Disseminated Cutaneous Cytomegalovirus Infection Following Total Body Electron Beam Irradiation for Mycosis Fungoides

Author Affiliations
  • 1Department of Internal Medicine, University of Texas Southwestern Medical Center, Dallas
  • 2Eastern Pathology and Dermatology Associates and Surgery Center, Beckley, West Virginia
  • 3Department of Dermatology, Duke University Medical Center, Durham, North Carolina
  • 4Department of Pathology, Duke University Medical Center, Durham, North Carolina
  • 5Department of Medicine, Duke University Medical Center, Durham, North Carolina
  • 6Durham VA Medical Center, Durham, North Carolina
JAMA Dermatol. 2015;151(12):1380-1381. doi:10.1001/jamadermatol.2015.2233

Cutaneous cytomegalovirus (CMV) infections are rare and are often associated with poor prognosis from an underlying malignant condition or immunosuppression.1,2 We report a unique case of disseminated cutaneous CMV infection and CMV viremia following total body electron beam (TBEB) irradiation.

Report of a Case

A woman in her 60s presented with pruritic pustules and generalized ulcers after starting TBEB irradiation for mycosis fungoides (MF). Her history was significant for an initial diagnosis of MF, stage IIA (T2N1M0B0), 1 year prior to presentation. After an initial response to psoralen plus UV-A (PUVA) monotherapy, her disease progressed to large-cell transformation after PUVA therapy was ended.

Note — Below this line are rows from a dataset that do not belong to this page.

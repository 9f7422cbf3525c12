//! Id-keyed pseudo random numbers.
//!
//! Pure functions of the particle id, so colours and force jitter do not
//! depend on thread scheduling.

/// PCG-style integer permutation.
#[inline]
pub fn pcg(seed: u32) -> u32 {
    let state = seed.wrapping_mul(747_796_405).wrapping_add(2_891_336_453);
    let word = ((state >> ((state >> 28) + 4)) ^ state).wrapping_mul(277_803_737);
    (word >> 22) ^ word
}

/// Hash of `seed` mapped to `[0, 1)`.
///
/// Only the top 24 bits are kept so the conversion to `f32` is exact and can
/// never round up to `1.0`.
#[inline]
pub fn hash01(seed: u32) -> f32 {
    (pcg(seed) >> 8) as f32 * (1.0 / 16_777_216.0)
}

#[cfg(test)]
mod tests {
    use super::*;

    #[test]
    fn hash_is_in_unit_interval() {
        for seed in (0..200_000u32).chain([u32::MAX, u32::MAX - 1]) {
            let h = hash01(seed);
            assert!((0.0..1.0).contains(&h), "seed {seed} -> {h}");
        }
    }

    #[test]
    fn hash_is_deterministic() {
        assert_eq!(hash01(42), hash01(42));
        assert_eq!(pcg(7), pcg(7));
    }

    #[test]
    fn hash_spreads_neighbouring_ids() {
        let values: Vec<f32> = (0..1000).map(hash01).collect();
        let mean = values.iter().sum::<f32>() / values.len() as f32;
        assert!((0.4..0.6).contains(&mean), "mean {mean}");
        assert_ne!(hash01(0), hash01(1));
    }
}
//! Visual feedback for the two force fields: a pulsing orb at each field's
//! position while it is visible.

use crate::control::ControlState;

#[derive(Debug, Clone, Copy, PartialEq)]
pub struct MarkerStyle {
    pub color: [u8; 3],
    /// Animation phase advance per second.
    pub rate: f32,
    pub scale_swing: f32,
    pub opacity_base: f32,
    pub opacity_rate: f32,
}

pub const REPEL_MARKER: MarkerStyle = MarkerStyle {
    color: [0x00, 0xaa, 0xff],
    rate: 5.0,
    scale_swing: 0.3,
    opacity_base: 0.5,
    opacity_rate: 0.5,
};

pub const ATTRACT_MARKER: MarkerStyle = MarkerStyle {
    color: [0x00, 0xff, 0x66],
    rate: 8.0,
    scale_swing: 0.4,
    opacity_base: 0.6,
    opacity_rate: 0.6,
};

/// Base orb radius in world units.
pub const MARKER_RADIUS: f32 = 0.5;

#[derive(Debug, Clone, Copy, PartialEq)]
pub struct Marker {
    pub position: cgmath::Vector3<f32>,
    pub style: MarkerStyle,
    pub scale: f32,
    pub opacity: f32,
}

impl MarkerStyle {
    fn animate(&self, position: cgmath::Vector3<f32>, seconds: f32) -> Marker {
        let phase = seconds * self.rate;
        Marker {
            position,
            style: *self,
            scale: 1.0 + phase.sin() * self.scale_swing,
            opacity: self.opacity_base + (1.0 - self.opacity_base) * (phase * self.opacity_rate).sin().abs(),
        }
    }
}

/// Markers for the currently visible fields at time `seconds`.
pub fn markers(state: &ControlState, seconds: f32) -> Vec<Marker> {
    let mut markers = Vec::with_capacity(2);
    if state.repel.visible {
        markers.push(REPEL_MARKER.animate(state.repel.position, seconds));
    }
    if state.attract.visible {
        markers.push(ATTRACT_MARKER.animate(state.attract.position, seconds));
    }
    markers
}

#[cfg(test)]
mod tests {
    use super::*;

    #[test]
    fn hidden_fields_have_no_marker() {
        assert!(markers(&ControlState::default(), 1.0).is_empty());
    }

    #[test]
    fn markers_pulse_within_bounds() {
        let mut state = ControlState::default();
        state.repel.visible = true;
        state.attract.visible = true;

        for step in 0..200 {
            let seconds = step as f32 * 0.05;
            let visible = markers(&state, seconds);
            assert_eq!(visible.len(), 2);

            let repel = visible[0];
            assert!((0.69..=1.31).contains(&repel.scale));
            assert!((0.49..=1.01).contains(&repel.opacity));

            let attract = visible[1];
            assert!((0.59..=1.41).contains(&attract.scale));
            assert!((0.59..=1.01).contains(&attract.opacity));
        }
    }
}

She developed further plaque lesions and a new tumor despite restarting treatment with PUVA plus oral bexarotene (150 mg/d). She had recurrent cutaneous herpes simplex virus (HSV) infections and methicillin-resistant Staphylococcus aureus (MRSA) folliculitis. She also had a history of myelodysplastic disease manifesting with thrombocytopenia, anemia, and leukocytosis that did not require active treatment.

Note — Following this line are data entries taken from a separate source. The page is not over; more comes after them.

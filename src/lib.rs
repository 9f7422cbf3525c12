//! # Hand Particles
//!
//! A large particle population under gravity, damping and ground bounce,
//! perturbed by two hand-driven force fields: a one-shot repel impulse and a
//! continuous attract pull.
//!
//! Two timing domains meet here. Tracking updates arrive whenever the hand
//! tracker produces them and go through [`GestureRouter`], which publishes a
//! [`ControlState`] snapshot. The frame loop ([`Simulation::step`]) polls that
//! snapshot once per frame and runs the data-parallel kernels of
//! [`Particles`].

pub mod camera;
pub mod config;
pub mod control;
pub mod error;
pub mod feed;
pub mod gesture;
pub mod gpu;
pub mod hand;
pub mod hash;
pub mod mapping;
pub mod markers;
pub mod particles;
pub mod simulation;

pub use camera::{CameraSnapshot, CameraView};
pub use config::SimulationConfig;
pub use control::{ControlState, ControlPublisher, ControlReader};
pub use error::{Error, Result};
pub use gesture::GestureRouter;
pub use hand::{GestureState, HandObservation, Handedness, Landmark};
pub use particles::{Particle, Particles};
pub use simulation::{FrameReport, Simulation};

Treatment with TBEB irradiation for MF was started while she was taking oral acyclovir and doxycycline. She responded well until 2 weeks into the TBEB regimen (cumulative dose, 15/36 Gy), when she developed lower-extremity weakness, fever, and weight loss and was admitted to the hospital. She had numerous, shallow 4- to 8-mm, punched-out oval ulcerations and pustules scattered diffusely on her head, neck, trunk, and upper and lower extremities (Figure 1). She had larger, irregularly shaped ulcerations with a fibrinous base on her legs.

Figure 1.
Clinical Presentation of Cutaneous Cytomegalovirus Infection
Clinical Presentation of Cutaneous Cytomegalovirus Infection

Shallow, punched-out, oval ulcerations are seen scattered diffusely on the trunk and extremities.

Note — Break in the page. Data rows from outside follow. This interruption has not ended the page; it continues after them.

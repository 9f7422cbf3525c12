//! Gesture-to-world mapping: from a normalized image position to a point on
//! the ground plane `y = 0`.

use cgmath::prelude::*;

use crate::camera::CameraView;

/// Largest offset from the frame centre an anchor may take after scaling.
pub const MAX_OFFSET: f32 = 0.5;
/// Rays flatter than this never reach the ground in a useful place.
const MIN_RAY_SLOPE: f32 = 1e-6;
/// Depth of the unprojected point in normalized device coordinates.
const UNPROJECT_DEPTH: f32 = 0.5;

/// Scaled, clamped offset of `anchor` from the centre of the frame.
pub fn screen_offset(anchor: cgmath::Vector2<f32>, sensitivity: f32) -> cgmath::Vector2<f32> {
    cgmath::vec2(
        ((anchor.x - 0.5) * sensitivity).clamp(-MAX_OFFSET, MAX_OFFSET),
        ((anchor.y - 0.5) * sensitivity).clamp(-MAX_OFFSET, MAX_OFFSET),
    )
}

/// Normalized device coordinates of a screen offset.
///
/// The horizontal axis is mirrored so the field follows the hand like a
/// mirror image; the vertical axis flips from image-down to NDC-up.
pub fn offset_to_ndc(offset: cgmath::Vector2<f32>) -> cgmath::Vector2<f32> {
    cgmath::vec2(-2.0 * offset.x, -2.0 * offset.y)
}

/// World-space ray through `ndc`, as `(origin, unit direction)`.
pub fn camera_ray<C: CameraView + ?Sized>(
    ndc: cgmath::Vector2<f32>,
    camera: &C,
) -> Option<(cgmath::Point3<f32>, cgmath::Vector3<f32>)> {
    let eye = camera.eye();
    let clip = cgmath::vec4(ndc.x, ndc.y, UNPROJECT_DEPTH, 1.0);
    let world = camera.inverse_view_projection() * clip;
    if world.w.abs() <= f32::EPSILON {
        return None;
    }

    let point = cgmath::Point3::from_vec(world.truncate() / world.w);
    let towards = point - eye;
    let length = towards.magnitude();
    if !(length.is_finite() && length > f32::EPSILON) {
        return None;
    }
    Some((eye, towards / length))
}

/// Intersection of a ray with the plane `y = 0`.
///
/// `None` when the ray runs parallel to the ground, points away from it, or
/// the numbers stop being finite.
pub fn intersect_ground(
    origin: cgmath::Point3<f32>,
    direction: cgmath::Vector3<f32>,
) -> Option<cgmath::Point3<f32>> {
    if direction.y.abs() < MIN_RAY_SLOPE {
        return None;
    }

    let t = (0.0 - origin.y) / direction.y;
    if !(t.is_finite() && t > 0.0) {
        return None;
    }

    let point = origin + direction * t;
    (point.x.is_finite() && point.z.is_finite()).then(|| cgmath::point3(point.x, 0.0, point.z))
}

/// Map a normalized image anchor onto the ground plane as seen through
/// `camera`.
pub fn map_to_ground<C: CameraView + ?Sized>(
    anchor: cgmath::Vector2<f32>,
    sensitivity: f32,
    camera: &C,
) -> Option<cgmath::Point3<f32>> {
    let ndc = offset_to_ndc(screen_offset(anchor, sensitivity));
    let (origin, direction) = camera_ray(ndc, camera)?;
    intersect_ground(origin, direction)
}

#[cfg(test)]
mod tests {
    use super::*;
    use crate::camera::CameraSnapshot;

    fn top_down(height: f32) -> CameraSnapshot {
        CameraSnapshot::look_at(
            cgmath::point3(3.0, height, -2.0),
            cgmath::point3(3.0, 0.0, -2.0),
            -cgmath::Vector3::unit_z(),
            cgmath::Deg(50.0),
            1.0,
        )
        .unwrap()
    }

    fn default_view() -> CameraSnapshot {
        CameraSnapshot::look_at(
            cgmath::point3(0.0, 4.0, 30.0),
            cgmath::point3(0.0, -8.0, 0.0),
            cgmath::Vector3::unit_y(),
            cgmath::Deg(50.0),
            16.0 / 9.0,
        )
        .unwrap()
    }

    #[test]
    fn offset_is_scaled_and_clamped() {
        let offset = screen_offset(cgmath::vec2(0.7, 0.1), 1.0);
        assert!((offset.x - 0.2).abs() < 1e-6);
        assert!((offset.y + 0.4).abs() < 1e-6);

        let offset = screen_offset(cgmath::vec2(1.0, 0.0), 3.0);
        assert_eq!(offset, cgmath::vec2(MAX_OFFSET, -MAX_OFFSET));
    }

    #[test]
    fn ndc_is_mirrored() {
        let ndc = offset_to_ndc(cgmath::vec2(0.25, -0.5));
        assert_eq!(ndc, cgmath::vec2(-0.5, 1.0));
    }

    #[test]
    fn centre_maps_directly_below_top_down_camera() {
        let camera = top_down(20.0);
        let point = map_to_ground(cgmath::vec2(0.5, 0.5), 1.0, &camera).unwrap();
        assert!((point.x - 3.0).abs() < 1e-3, "{point:?}");
        assert!((point.z + 2.0).abs() < 1e-3, "{point:?}");
        assert_eq!(point.y, 0.0);
    }

    #[test]
    fn centre_maps_to_view_axis_hit() {
        // eye (0, 4, 30) towards (0, -8, 0) crosses y = 0 a third of the way.
        let point = map_to_ground(cgmath::vec2(0.5, 0.5), 1.0, &default_view()).unwrap();
        assert!(point.x.abs() < 1e-3);
        assert!((point.z - 20.0).abs() < 1e-2, "{point:?}");
    }

    #[test]
    fn hand_on_image_left_lands_on_world_right() {
        let camera = top_down(20.0);
        let left = map_to_ground(cgmath::vec2(0.3, 0.5), 1.0, &camera).unwrap();
        let right = map_to_ground(cgmath::vec2(0.7, 0.5), 1.0, &camera).unwrap();
        // Looking down with -Z as up, screen right is world +X.
        assert!(left.x > 3.0);
        assert!(right.x < 3.0);
    }

    #[test]
    fn parallel_ray_has_no_intersection() {
        let origin = cgmath::point3(0.0, 4.0, 0.0);
        assert!(intersect_ground(origin, cgmath::vec3(1.0, 0.0, 0.0)).is_none());
        assert!(intersect_ground(origin, cgmath::vec3(0.0, 1.0, 0.0)).is_none());
        assert!(intersect_ground(origin, cgmath::vec3(0.0, -1.0, 0.0)).is_some());
    }

    #[test]
    fn rays_above_the_horizon_never_hit_ground() {
        let camera = CameraSnapshot::look_at(
            cgmath::point3(0.0, 4.0, 30.0),
            cgmath::point3(0.0, 4.0, 0.0),
            cgmath::Vector3::unit_y(),
            cgmath::Deg(50.0),
            1.0,
        )
        .unwrap();
        assert!(map_to_ground(cgmath::vec2(0.5, 0.2), 1.0, &camera).is_none());
        // Lower half of the image looks down and finds the ground.
        assert!(map_to_ground(cgmath::vec2(0.5, 0.9), 1.0, &camera).is_some());
    }
}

Blood and skin cultures grew MRSA that was sensitive to trimethoprim-sulfamethoxazole, vancomycin, linezolid, and daptomycin. Findings of polymerase chain reaction (PCR) studies of cutaneous ulcerations were negative for varicella zoster virus and HSV. A punch biopsy of a cutaneous ulcer revealed epidermal atrophy, papillary dermal edema, and perivascular and interstitial mixed inflammation. Scattered endothelial cells in small dermal vessels and dermal fibroblasts showed large eosinophilic intranuclear inclusions surrounded by a clear halo (Figure 2). Immunohistochemical stains for CMV highlighted several endothelial cells and fibroblasts (Figure 2, inset). No PCR testing for CMV was performed on skin specimens because the positive immunohistochemical findings were considered confirmatory. Cytomegalovirus DNA was detected by plasma PCR.

Figure 2.
Pathologic Findings From Cutaneous Cytomegalovirus (CMV) Ulcer Specimens
Pathologic Findings From Cutaneous Cytomegalovirus (CMV) Ulcer Specimens

In the primary image, scattered endothelial cells in small dermal vessels demonstrate large eosinophilic intranuclear inclusions surrounded by a clear halo (arrowhead) (hematoxylin-eosin, original magnification ×40). The inset highlights several endothelial cells and fibroblasts (CMV immunohistochemical stain, original magnification ×40).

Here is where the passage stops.